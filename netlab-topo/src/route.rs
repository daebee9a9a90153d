use crate::TopologyError;
use crate::addr::Subnet;
use crate::spec::{ResolvedEndpoint, ResolvedLink, TopologySpec};
use std::fmt;
use std::net::Ipv4Addr;

/// A static route owned by a single router: traffic for `destination` leaves
/// through `dev` towards `via`.
#[derive(Debug, Clone, PartialEq, Eq)]
pub struct RouteEntry {
    pub router: String,
    pub destination: Subnet,
    pub via: Ipv4Addr,
    pub dev: String,
}

impl fmt::Display for RouteEntry {
    fn fmt(&self, f: &mut fmt::Formatter<'_>) -> fmt::Result {
        write!(
            f,
            "{}: {} via {} dev {}",
            self.router, self.destination, self.via, self.dev
        )
    }
}

/// Computes the static routes that give a full router mesh reachability
/// between its LAN subnets.
///
/// For every ordered router pair (A, B) where A holds no address inside B's
/// LAN, the link directly connecting A and B yields one route on A:
/// destination = B's LAN subnet, next-hop = B's address on that link, egress
/// = A's interface on that link. The next-hop is therefore always reachable
/// over a directly connected link, and routers in a shared subnet get no
/// extra route.
pub fn static_mesh_routes(topo: &TopologySpec) -> Result<Vec<RouteEntry>, TopologyError> {
    let links = topo.resolved_links()?;
    let routers: Vec<_> = topo.routers().collect();
    let mut routes = Vec::new();

    for a in &routers {
        let a_ip = a
            .ip
            .ok_or_else(|| TopologyError::MissingRouterAddress(a.name.clone()))?;

        for b in &routers {
            if a.name == b.name {
                continue;
            }
            let b_lan = b
                .ip
                .ok_or_else(|| TopologyError::MissingRouterAddress(b.name.clone()))?
                .subnet();
            if b_lan.contains(a_ip.addr) {
                // Same subnet, directly reachable without a route
                continue;
            }

            let (local, peer) = direct_link(&links, &a.name, &b.name)?;
            let via = peer.addr.ok_or_else(|| TopologyError::MissingLinkAddress {
                node: peer.node.clone(),
                ifname: peer.ifname.clone(),
            })?;

            routes.push(RouteEntry {
                router: a.name.clone(),
                destination: b_lan,
                via: via.addr,
                dev: local.ifname.clone(),
            });
        }
    }

    Ok(routes)
}

/// Finds the link connecting two routers, oriented as (local, peer).
fn direct_link<'a>(
    links: &'a [ResolvedLink],
    local: &str,
    peer: &str,
) -> Result<(&'a ResolvedEndpoint, &'a ResolvedEndpoint), TopologyError> {
    for link in links {
        if link.a.node == local && link.b.node == peer {
            return Ok((&link.a, &link.b));
        }
        if link.b.node == local && link.a.node == peer {
            return Ok((&link.b, &link.a));
        }
    }
    Err(TopologyError::NoDirectLink {
        a: local.to_string(),
        b: peer.to_string(),
    })
}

####

What needs to be done: Every line that holds the word "connecting" should be copied from the listing.

Response to this task:
/// LAN, the link directly connecting A and B yields one route on A:
/// Finds the link connecting two routers, oriented as (local, peer).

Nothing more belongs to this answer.